**Work to be completed**
Both the line below containing "use std::sync::Arc;" and the line containing "const BLOCKS: [char;", along with every line between them, should be repeated exactly; no other line belongs in the answer.

**Supplied information**
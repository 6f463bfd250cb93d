//! Authority channel: wire protocol and connection lifecycle

pub mod connection;
pub mod protocol;

pub use connection::{Channel, ConnectionError, ConnectionManager, ConnectionState, Connector, WsConnector};
pub use protocol::{ClientMsg, RemoteEntity, ServerMsg, Vec3};
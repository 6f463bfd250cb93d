//! Authority channel lifecycle: connect, pump frames, reconnect forever

use futures::future::{self, BoxFuture};
use futures::{Sink, SinkExt, Stream, StreamExt};
use std::pin::Pin;
use std::time::Duration;
use tokio::sync::{mpsc, watch};
use tokio::task::JoinHandle;
use tokio_tungstenite::tungstenite::Message;
use tracing::{debug, info, warn};

use crate::util::events::{Dispatcher, Subscription, SubscriptionId};
use crate::ws::protocol::{ClientMsg, ServerMsg};

/// Connection lifecycle as seen by the rest of the client
#[derive(Debug, Clone, Copy, PartialEq, Eq)]
pub enum ConnectionState {
    /// Attempt in flight
    Connecting,
    /// Channel is up; sends go through
    Open,
    /// Channel is down and a reconnect is scheduled
    ClosedRetrying,
}

/// Transport errors; none of these ever stop the reconnect loop
#[derive(Debug, thiserror::Error)]
pub enum ConnectionError {
    #[error("WebSocket error: {0}")]
    WebSocket(#[from] tokio_tungstenite::tungstenite::Error),

    #[error("Failed to encode message: {0}")]
    Encode(#[from] serde_json::Error),

    #[error("Channel closed")]
    Closed,
}

pub type FrameSink = Pin<Box<dyn Sink<String, Error = ConnectionError> + Send>>;
pub type FrameStream = Pin<Box<dyn Stream<Item = Result<String, ConnectionError>> + Send>>;

/// An open text-frame channel. The stream ending means the peer closed.
pub struct Channel {
    pub sink: FrameSink,
    pub stream: FrameStream,
}

/// Opens channels to the authority
pub trait Connector: Send + Sync + 'static {
    fn connect(&self, url: &str) -> BoxFuture<'static, Result<Channel, ConnectionError>>;
}

/// Production connector over WebSocket
#[derive(Debug, Clone, Copy, Default)]
pub struct WsConnector;

impl Connector for WsConnector {
    fn connect(&self, url: &str) -> BoxFuture<'static, Result<Channel, ConnectionError>> {
        let url = url.to_string();
        Box::pin(async move {
            let (socket, _response) = tokio_tungstenite::connect_async(url.as_str()).await?;
            let (ws_sink, ws_stream) = socket.split();

            let sink = ws_sink
                .with(|text: String| future::ready(Ok::<_, ConnectionError>(Message::Text(text))));

            let stream = ws_stream.filter_map(|frame| {
                future::ready(match frame {
                    Ok(Message::Text(text)) => Some(Ok(text)),
                    Ok(Message::Binary(_)) => {
                        warn!("Received binary frame from authority, ignoring");
                        None
                    }
                    Ok(Message::Close(frame)) => {
                        debug!(?frame, "Authority sent close frame");
                        None
                    }
                    // Ping/pong are answered by tungstenite itself
                    Ok(_) => None,
                    Err(e) => Some(Err(ConnectionError::from(e))),
                })
            });

            Ok(Channel {
                sink: Box::pin(sink),
                stream: Box::pin(stream),
            })
        })
    }
}

/// Owns the channel to the authority.
///
/// A background driver connects, dispatches inbound messages to subscribers,
/// writes outbound frames, and after any close or error waits a fixed delay
/// before trying again. There is no retry cap.
pub struct ConnectionManager {
    url: String,
    state_rx: watch::Receiver<ConnectionState>,
    outbound_tx: Option<mpsc::UnboundedSender<String>>,
    inbound: Dispatcher<ServerMsg>,
    driver: Option<JoinHandle<()>>,
}

impl ConnectionManager {
    /// Start connecting to `url` in the background
    pub fn connect<C: Connector>(url: impl Into<String>, connector: C, reconnect_delay: Duration) -> Self {
        let url = url.into();
        let (state_tx, state_rx) = watch::channel(ConnectionState::Connecting);
        let (outbound_tx, outbound_rx) = mpsc::unbounded_channel();
        let inbound = Dispatcher::new();

        let driver = tokio::spawn(run_driver(
            url.clone(),
            connector,
            reconnect_delay,
            state_tx,
            outbound_rx,
            inbound.clone(),
        ));

        Self {
            url,
            state_rx,
            outbound_tx: Some(outbound_tx),
            inbound,
            driver: Some(driver),
        }
    }

    pub fn url(&self) -> &str {
        &self.url
    }

    pub fn state(&self) -> ConnectionState {
        *self.state_rx.borrow()
    }

    /// Observe state transitions
    pub fn watch_state(&self) -> watch::Receiver<ConnectionState> {
        self.state_rx.clone()
    }

    /// Send `msg` if the channel is open. Returns whether it was handed to
    /// the transport; messages sent while not open are dropped, not queued.
    pub fn send(&self, msg: &ClientMsg) -> bool {
        if self.state() != ConnectionState::Open {
            debug!(?msg, "Authority channel not open, dropping message");
            return false;
        }

        let Some(tx) = &self.outbound_tx else {
            return false;
        };

        match serde_json::to_string(msg) {
            Ok(json) => tx.send(json).is_ok(),
            Err(e) => {
                warn!(error = %e, "Failed to encode outbound message");
                false
            }
        }
    }

    /// Register for inbound authority messages
    pub fn subscribe(&self) -> Subscription<ServerMsg> {
        self.inbound.subscribe()
    }

    pub fn unsubscribe(&self, id: SubscriptionId) -> bool {
        self.inbound.unsubscribe(id)
    }

    /// Close the channel and stop reconnecting.
    ///
    /// An open channel gets a short window to send its close frame; anything
    /// else is aborted straight away.
    pub async fn shutdown(&mut self) {
        let was_open = self.state() == ConnectionState::Open;
        self.outbound_tx = None;

        if let Some(mut driver) = self.driver.take() {
            if !was_open
                || tokio::time::timeout(Duration::from_millis(500), &mut driver)
                    .await
                    .is_err()
            {
                driver.abort();
            }
        }
        info!(url = %self.url, "Authority connection shut down");
    }
}

impl Drop for ConnectionManager {
    fn drop(&mut self) {
        if let Some(driver) = self.driver.take() {
            driver.abort();
        }
    }
}

/// How a single open channel ended
enum ChannelEnd {
    Closed,
    Failed(ConnectionError),
    Shutdown,
}

async fn run_driver<C: Connector>(
    url: String,
    connector: C,
    reconnect_delay: Duration,
    state_tx: watch::Sender<ConnectionState>,
    mut outbound_rx: mpsc::UnboundedReceiver<String>,
    inbound: Dispatcher<ServerMsg>,
) {
    let mut attempt: u64 = 0;

    loop {
        attempt += 1;
        state_tx.send_replace(ConnectionState::Connecting);
        info!(url = %url, attempt, "Connecting to authority");

        match connector.connect(&url).await {
            Ok(channel) => {
                state_tx.send_replace(ConnectionState::Open);
                info!(url = %url, attempt, "Authority channel open");
                attempt = 0;

                match pump(channel, &mut outbound_rx, &inbound).await {
                    ChannelEnd::Closed => info!(url = %url, "Authority closed the channel"),
                    ChannelEnd::Failed(e) => warn!(url = %url, error = %e, "Authority channel failed"),
                    ChannelEnd::Shutdown => {
                        debug!(url = %url, "Connection driver stopping");
                        return;
                    }
                }
            }
            Err(e) => {
                warn!(url = %url, attempt, error = %e, "Failed to connect to authority");
            }
        }

        // Frames queued against the dead channel are dropped, not replayed
        while outbound_rx.try_recv().is_ok() {}

        state_tx.send_replace(ConnectionState::ClosedRetrying);
        info!(
            url = %url,
            delay_ms = reconnect_delay.as_millis() as u64,
            "Scheduling reconnect"
        );
        tokio::time::sleep(reconnect_delay).await;
    }
}

async fn pump(
    channel: Channel,
    outbound_rx: &mut mpsc::UnboundedReceiver<String>,
    inbound: &Dispatcher<ServerMsg>,
) -> ChannelEnd {
    let Channel {
        mut sink,
        mut stream,
    } = channel;

    loop {
        tokio::select! {
            frame = stream.next() => match frame {
                Some(Ok(text)) => dispatch_frame(&text, inbound),
                Some(Err(e)) => return ChannelEnd::Failed(e),
                None => return ChannelEnd::Closed,
            },
            outbound = outbound_rx.recv() => match outbound {
                Some(json) => {
                    if let Err(e) = sink.send(json).await {
                        return ChannelEnd::Failed(e);
                    }
                }
                None => {
                    let _ = sink.close().await;
                    return ChannelEnd::Shutdown;
                }
            },
        }
    }
}

/// Parse one inbound frame; malformed frames are logged and dropped
fn dispatch_frame(text: &str, inbound: &Dispatcher<ServerMsg>) {
    match serde_json::from_str::<ServerMsg>(text) {
        Ok(ServerMsg::Unknown) => {
            debug!(frame = %text, "Ignoring unknown authority message type");
        }
        Ok(msg) => {
            inbound.publish(msg);
        }
        Err(e) => {
            warn!(error = %e, "Discarding malformed authority message");
        }
    }
}

#[cfg(test)]
pub(crate) mod mock {
    //! In-memory connector for driving the manager without sockets

    use super::*;
    use futures::channel::mpsc as fmpsc;
    use parking_lot::Mutex;
    use std::collections::VecDeque;
    use std::sync::Arc;
    use tokio::time::Instant;

    /// Authority side of a mock channel
    pub struct MockPeer {
        pub to_client: fmpsc::UnboundedSender<Result<String, ConnectionError>>,
        pub from_client: fmpsc::UnboundedReceiver<String>,
    }

    impl MockPeer {
        pub fn push(&self, text: &str) {
            let _ = self.to_client.unbounded_send(Ok(text.to_string()));
        }

        pub fn push_msg(&self, msg: &ServerMsg) {
            self.push(&serde_json::to_string(msg).unwrap());
        }
    }

    #[derive(Clone, Default)]
    pub struct MockConnector {
        /// Channels handed out in order; when empty every attempt fails
        pending: Arc<Mutex<VecDeque<Channel>>>,
        pub attempts: Arc<Mutex<Vec<Instant>>>,
    }

    impl MockConnector {
        /// Queue a channel for the next successful attempt
        pub fn accept_next(&self) -> MockPeer {
            let (to_client, client_stream) = fmpsc::unbounded();
            let (client_sink, from_client) = fmpsc::unbounded::<String>();
            self.pending.lock().push_back(Channel {
                sink: Box::pin(client_sink.sink_map_err(|_| ConnectionError::Closed)),
                stream: Box::pin(client_stream),
            });
            MockPeer {
                to_client,
                from_client,
            }
        }

        pub fn attempt_times(&self) -> Vec<Instant> {
            self.attempts.lock().clone()
        }
    }

    impl Connector for MockConnector {
        fn connect(&self, _url: &str) -> BoxFuture<'static, Result<Channel, ConnectionError>> {
            self.attempts.lock().push(Instant::now());
            let next = self.pending.lock().pop_front();
            Box::pin(async move { next.ok_or(ConnectionError::Closed) })
        }
    }
}
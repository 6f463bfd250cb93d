//! Projections of telemetry for the two display views

use chrono::{DateTime, Utc};
use tracing::debug;

use super::snapshot::{clamp_percent, HistoryEntry};

const BLOCKS: [char; 8] = ['▁', '▂', '▃', '▄', '▅', '▆', '▇', '█'];

/// Most history rows the detail view asks for
pub const HISTORY_LIMIT: usize = 600;

/// Default number of columns in the long-range chart
pub const CHART_WIDTH: usize = 120;

/// Render 0-100 percentages as block glyphs, newest last
pub fn sparkline<'a, I>(values: I) -> String
where
    I: IntoIterator<Item = &'a f64>,
{
    values
        .into_iter()
        .map(|value| {
            let level = (clamp_percent(*value) / 100.0 * (BLOCKS.len() - 1) as f64).round() as usize;
            BLOCKS[level.min(BLOCKS.len() - 1)]
        })
        .collect()
}

/// One column of the long-range chart
#[derive(Debug, Clone, PartialEq)]
pub struct ChartPoint {
    /// Timestamp of the first entry folded into this column
    pub timestamp: DateTime<Utc>,
    pub cpu: f64,
    pub memory: f64,
    pub gpu: f64,
}

/// History reduced to a fixed number of averaged columns
#[derive(Debug, Clone, Default, PartialEq)]
pub struct LongRangeChart {
    points: Vec<ChartPoint>,
}

impl LongRangeChart {
    pub fn from_history(entries: &[HistoryEntry], width: usize) -> Self {
        if entries.is_empty() || width == 0 {
            return Self::default();
        }

        let mut ordered: Vec<&HistoryEntry> = entries.iter().collect();
        ordered.sort_by_key(|entry| entry.timestamp);

        let per_column = ordered.len().div_ceil(width);
        let points = ordered
            .chunks(per_column)
            .map(|column| {
                let n = column.len() as f64;
                let (cpu, memory, gpu) = column.iter().fold((0.0, 0.0, 0.0), |acc, entry| {
                    let usage = entry.stats.usage();
                    (acc.0 + usage.cpu, acc.1 + usage.memory, acc.2 + usage.gpu)
                });
                ChartPoint {
                    timestamp: column[0].timestamp,
                    cpu: cpu / n,
                    memory: memory / n,
                    gpu: gpu / n,
                }
            })
            .collect();

        Self { points }
    }

    pub fn points(&self) -> &[ChartPoint] {
        &self.points
    }

    pub fn is_empty(&self) -> bool {
        self.points.is_empty()
    }

    /// Time covered from the first to the last column
    pub fn span(&self) -> Option<chrono::Duration> {
        let first = self.points.first()?;
        let last = self.points.last()?;
        Some(last.timestamp - first.timestamp)
    }
}

/// State of the on-demand long-range view.
///
/// History is fetched once each time the view opens. Results that arrive
/// after the view was closed, or for an earlier opening, are ignored.
#[derive(Debug)]
pub struct HistoryView {
    open: bool,
    generation: u64,
    width: usize,
    chart: Option<LongRangeChart>,
}

impl HistoryView {
    pub fn new(width: usize) -> Self {
        Self {
            open: false,
            generation: 0,
            width,
            chart: None,
        }
    }

    pub fn is_open(&self) -> bool {
        self.open
    }

    /// Open the view. Returns the request generation to fetch for, or
    /// `None` if it was already open.
    pub fn open(&mut self) -> Option<u64> {
        if self.open {
            return None;
        }
        self.open = true;
        self.generation += 1;
        self.chart = None;
        Some(self.generation)
    }

    pub fn close(&mut self) {
        self.open = false;
        self.chart = None;
    }

    /// Install fetched history. Returns whether it was used.
    pub fn accept(&mut self, generation: u64, entries: &[HistoryEntry]) -> bool {
        if !self.open || generation != self.generation {
            debug!(generation, current = self.generation, "Dropping stale history result");
            return false;
        }
        self.chart = Some(LongRangeChart::from_history(entries, self.width));
        true
    }

    pub fn chart(&self) -> Option<&LongRangeChart> {
        self.chart.as_ref()
    }
}

impl Default for HistoryView {
    fn default() -> Self {
        Self::new(CHART_WIDTH)
    }
}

**Completed exercise**
    use std::sync::Arc;
    use tokio::time::Instant;

    /// Authority side of a mock channel
    pub struct MockPeer {
        pub to_client: fmpsc::UnboundedSender<Result<String, ConnectionError>>,
        pub from_client: fmpsc::UnboundedReceiver<String>,
    }

    impl MockPeer {
        pub fn push(&self, text: &str) {
            let _ = self.to_client.unbounded_send(Ok(text.to_string()));
        }

        pub fn push_msg(&self, msg: &ServerMsg) {
            self.push(&serde_json::to_string(msg).unwrap());
        }
    }

    #[derive(Clone, Default)]
    pub struct MockConnector {
        /// Channels handed out in order; when empty every attempt fails
        pending: Arc<Mutex<VecDeque<Channel>>>,
        pub attempts: Arc<Mutex<Vec<Instant>>>,
    }

    impl MockConnector {
        /// Queue a channel for the next successful attempt
        pub fn accept_next(&self) -> MockPeer {
            let (to_client, client_stream) = fmpsc::unbounded();
            let (client_sink, from_client) = fmpsc::unbounded::<String>();
            self.pending.lock().push_back(Channel {
                sink: Box::pin(client_sink.sink_map_err(|_| ConnectionError::Closed)),
                stream: Box::pin(client_stream),
            });
            MockPeer {
                to_client,
                from_client,
            }
        }

        pub fn attempt_times(&self) -> Vec<Instant> {
            self.attempts.lock().clone()
        }
    }

    impl Connector for MockConnector {
        fn connect(&self, _url: &str) -> BoxFuture<'static, Result<Channel, ConnectionError>> {
            self.attempts.lock().push(Instant::now());
            let next = self.pending.lock().pop_front();
            Box::pin(async move { next.ok_or(ConnectionError::Closed) })
        }
    }
}
repository 6f463bfd250cb93d
//! Projections of telemetry for the two display views

use chrono::{DateTime, Utc};
use tracing::debug;

use super::snapshot::{clamp_percent, HistoryEntry};

const BLOCKS: [char; 8] = ['▁', '▂', '▃', '▄', '▅', '▆', '▇', '█'];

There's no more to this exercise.